The first part is to get warm up by learning some basic operators in R. It would be a great notion to meet some actors we created before. Run the codes below and reveal the output by yourself.
# -------------------- basic operations ---------------------
## Arithmetic operators
1 + 1 # add
1 - 1 # subtract
2 * 2 # multiply
3 / 3 # divide
4 ^ 4 # power
4 ** 4 # power
5 %% 3 # remainder
5 %/% 3 # integer division
vec.rep
vec.rep + 1
vec.rep * 2
# When adding two vectors with different lengths, if the length of the longer one is an integral multiple of the shorter one,
# R will repeat the shorter vector for you.
vec.rep + c(1, 2, 3)
# But if the longer one's length is not a multiple of the other, there will be an error.
vec.rep + c(1, 2, 3, 4)
mat.row
mat.row * mat.row # multiplying the corresponding elements in each matrix
mat.row %*% mat.row # matrix multiplication
rowMeans(mat.row) # compute row mean: (1+2+3)/3
colMeans(mat.row) # compute column mean: (1+4+7)/3
## Logical operators
2 > 1
2 < 1
2 == 1 # strictly equal to
2 != 1 # not equal to
2 >= 2 # greater than or equal to
c(1,2,3) == 1
c(1,2,3) == c(1,2,3)
(2>1) & (3>1) # and
(2>1) & (1>3)
(2>1) | (3>1) # or
(2>1) | (1>3)
# For "&&" and "||", they will immediately move further once the statement is decisive enought.
if(FALSE && print(1)) {print(2)} else {print(3)} # Command "print(1)" will be skipped
if(FALSE & print(1)) {print(2)} else {print(3)}
if(TRUE || print(1)) {print(2)} else {print(3)} # Command "print(1)" will be skipped
if(TRUE | print(1)) {print(2)} else {print(3)}
Now comes the second part.

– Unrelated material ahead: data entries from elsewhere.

//! Configuration loading tests
//!
//! Environment-dependent tests run serially with temp-env isolation.

use hass_lights_skill::config::{HASSIO_INTERNAL_HOST, HASSIO_TOKEN_ENV};
use hass_lights_skill::SkillConfig;
use serial_test::serial;
use std::io::Write;
use std::path::Path;
use temp_env::with_var;

fn write_config(contents: &str) -> tempfile::NamedTempFile {
    let mut file = tempfile::Builder::new()
        .suffix(".ini")
        .tempfile()
        .expect("temp file");
    file.write_all(contents.as_bytes()).expect("write config");
    file
}

#[test]
#[serial]
fn test_load_from_file_only() {
    let file = write_config(
        "[skill]\n\
         hass_host=http://homeassistant.local:8123\n\
         hass_token=file-token\n\
         confirmation_failure=Das ging schief\n",
    );

    with_var(HASSIO_TOKEN_ENV, None::<&str>, || {
        let config = SkillConfig::load(file.path()).expect("config should load");

        assert_eq!(config.hass_token(), "file-token");
        assert_eq!(config.hass_host.host_str(), Some("homeassistant.local"));
        assert_eq!(config.confirmation_success, "Okay");
        assert_eq!(config.confirmation_failure, "Das ging schief");
        assert!(!config.enable_confirmation);
    });
}

#[test]
#[serial]
fn test_load_falls_back_to_supervisor_environment() {
    let dir = tempfile::tempdir().expect("temp dir");

    with_var(HASSIO_TOKEN_ENV, Some("supervisor-token"), || {
        let config =
            SkillConfig::load(&dir.path().join("config.ini")).expect("config should load");

        assert_eq!(config.hass_token(), "supervisor-token");
        assert_eq!(config.hass_host.as_str(), HASSIO_INTERNAL_HOST);
    });
}

#[test]
#[serial]
fn test_env_token_with_configured_host() {
    let file = write_config(
        "[skill]\n\
         hass_host=https://hub.example.org\n\
         enable_confirmation=True\n",
    );

    with_var(HASSIO_TOKEN_ENV, Some("supervisor-token"), || {
        let config = SkillConfig::load(file.path()).expect("config should load");

        assert_eq!(config.hass_token(), "supervisor-token");
        assert_eq!(config.hass_host.host_str(), Some("hub.example.org"));
        assert!(config.enable_confirmation);
    });
}

#[test]
#[serial]
fn test_load_without_token_fails() {
    let file = write_config("[skill]\nhass_host=http://hub:8123\n");

    with_var(HASSIO_TOKEN_ENV, None::<&str>, || {
        let err = SkillConfig::load(file.path()).expect_err("token is required");
        assert!(err.is_config_error());
    });
}

#[test]
#[serial]
fn test_load_rejects_invalid_timeout() {
    let file = write_config(
        "[skill]\n\
         hass_host=http://hub:8123\n\
         hass_token=abc\n\
         hass_timeout=soon\n",
    );

    with_var(HASSIO_TOKEN_ENV, None::<&str>, || {
        assert!(SkillConfig::load(file.path()).is_err());
    });
}

#[test]
#[serial]
fn test_shipped_example_runs_on_supervisor_token() {
    let example = Path::new(env!("CARGO_MANIFEST_DIR")).join("config.ini.example");

    with_var(HASSIO_TOKEN_ENV, Some("supervisor-token"), || {
        let config = SkillConfig::load(&example).expect("example config should load");

        assert_eq!(config.hass_token(), "supervisor-token");
        assert_eq!(config.hass_host.as_str(), HASSIO_INTERNAL_HOST);
        assert!(!config.enable_confirmation);
    });
}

So far, we have our actors right on the stage, and we can organize the play we wrote step-by-step by executing our script from the top to the bottom. The appearance of our actors, however, may be more flexible instead of being presented in a plain and flat way. Some actors may appear only when certain music is cued while some actors may need to show up over and over again during the first movement.
In other words, rather than allowing your codes to flow naturally, in some cases, you may want to designate a direction if some conditions are met, or require a circulating flow. Consequently, the question then becomes: how can we control the flow of our codes? Two powerful constructs, conditional execution and looping, are readily harnessed to satisfy our ambition.
# ---------------------- conditional execution -----------------------
## if statements
# if a given condition is true, this control structure will execute a statement you assigned
input <- 3
if(input%%2 == 0){ # This is the condition needed to be tested
print("It is an even.") # R will execute this line if the condition is met
}
if(input%%2 == 0){
print("It is an even.")
}else{ # R will execute this part if the condition is not met
print("It is an odd.") # You can omit this part if you do not need it as in the former example
}
input <- 3.4
if(input%%2 == 0){
print("It is an even.")
}else if(input%%2 == 1){ # More detailed conditions can be included in this way
print("It is an odd.")
}else{
print("It is not an integer.")
}
# You can apply "ifelse" when you want to enter more than one element
input <- c(3, 4)
ifelse(test = (input%%2 == 0),
yes = "It is an even.",
no = "It is an odd.")
## The do's and don'ts
# 1. If you have multiple conditions, please always ensure them to be mutually exclusive.
# 2. Please always try to enter different inputs to check whether you can get the desired output.
# ---------------------- repetition and looping -----------------------
## for: You know where is the end
# When you want to execute a statement repetitively, it would be tedious to enter the same codes over and over again.
# If you have a sequence defining how many times R should execute your statement, the for-loop structure is advisable.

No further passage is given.